The Failure of the Labour Colleges

In July, 1925, we wrote on the significant action of the National Council of Labour Colleges in joining its old enemy, the Workers’ Educational Association, in an education scheme sponsored by the Trades Union Congress. We pointed out that the acceptance of money from the Trade Unions to co-operate with such bodies as the W.E.A. and Ruskin College meant the passing of the independence of the “Movement for Independent Working-class Education.” The “Plebs’ League” tried to derive comfort from the fact that, while urging the N.C.L.C. to accept the scheme, they themselves were not bound in any way and could continue their independent propaganda and criticism.

 Time has justified our warning. The “Plebs’ League” has ceased to exist as an independent body and three years later others, including men in the N.C.L.C. itself, are recognising the truth of what we then anticipated.

In the Sunday Worker (22nd January) is a letter from Mr. W. N. Dias, Tutor Edinburgh District, Scottish Labour College, commenting on a book review in which T. A. Jackson had directed attention to the essential weakness of the position of the N.C.L.C.

Mr. Dias wrote as follows :—

“Contact with the local Labour Colleges convinces one that there is a gradual desertion of the whole position taken up by the Labour College Movement in the past, and it is gradually becoming another edition of the old W.E.A., which years ago it (rightly) condemned.”
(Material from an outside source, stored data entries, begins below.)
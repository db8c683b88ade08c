//! Oneof resolution
//!
//! Shared by expand and normalize: decides which candidates of a oneof block
//! are populated.

use std::collections::BTreeMap;

use super::codec::is_null_sentinel;
use crate::models::{ConfigValue, Scalar};
use crate::schema::{Field, OneOfSchema, ScalarKind, SchemaNode};

/// Outcome of scanning a oneof block
#[derive(Debug)]
pub enum Resolution<'a> {
    /// No candidate is populated
    Empty,
    /// Exactly one candidate is populated
    Single(&'a Field, &'a ConfigValue),
    /// Several candidates are populated, in declared order
    Ambiguous(Vec<(&'a Field, &'a ConfigValue)>),
}

/// Whether a tree value counts as set for the given candidate
pub fn is_populated(value: &ConfigValue, field: &Field) -> bool {
    match value {
        ConfigValue::Scalar(Scalar::String(s)) => match field.node.as_ref() {
            SchemaNode::Scalar(scalar) if scalar.kind == ScalarKind::NullableInt => !is_null_sentinel(s),
            _ => !s.is_empty(),
        },
        ConfigValue::Scalar(_) => true,
        ConfigValue::OrderedList(items) | ConfigValue::UnorderedSet(items) => !items.is_empty(),
        ConfigValue::Block(_) => true,
    }
}

/// Scan the candidates of `schema` in declared order
pub fn resolve<'a>(
    block: &'a BTreeMap<String, ConfigValue>,
    schema: &'a OneOfSchema,
) -> Resolution<'a> {
    let mut populated: Vec<(&Field, &ConfigValue)> = schema
        .variants
        .iter()
        .filter_map(|field| {
            block
                .get(&field.name)
                .filter(|value| is_populated(value, field))
                .map(|value| (field, value))
        })
        .collect();

    match populated.len() {
        0 => Resolution::Empty,
        1 => {
            let (field, value) = populated.remove(0);
            Resolution::Single(field, value)
        }
        _ => Resolution::Ambiguous(populated),
    }
}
In a subsequent issue of the Sunday Worker, a correspondent, who is described as being “prominently connected with the N.C.L.C.,” gives further support to our criticism. The N.C.L.C., he says :—

“is now fast becoming merely a piece of educational machinery, hitched on to the Trade Union machine, with its own staff of officials concerned mainly with administrative work . . . the N.C.L.C. is tending to come increasingly under the control and influence of this bureaucracy (i.e., the trade union officials) which finances it” (4th March).

In particular the N.C.L.C., as we long ago pointed out, cannot hope to receive Trade Union money if at the same time it exposes the part played by Labour and Trade Union leaders in supporting the capitalist system and its ways. The N.C.L.C. had to choose and it chose the money in preference to the independence. We wrote in 1925 :—

“The price of independence in the existing state of working class indifference and political backwardness is to be left outside the main field of trade union educational activity; and the N.C.L.C. and the Plebs have just decided that the price is too great.”

The significance of that step is now becoming evident.

H.

(Socialist Standard, April 1928)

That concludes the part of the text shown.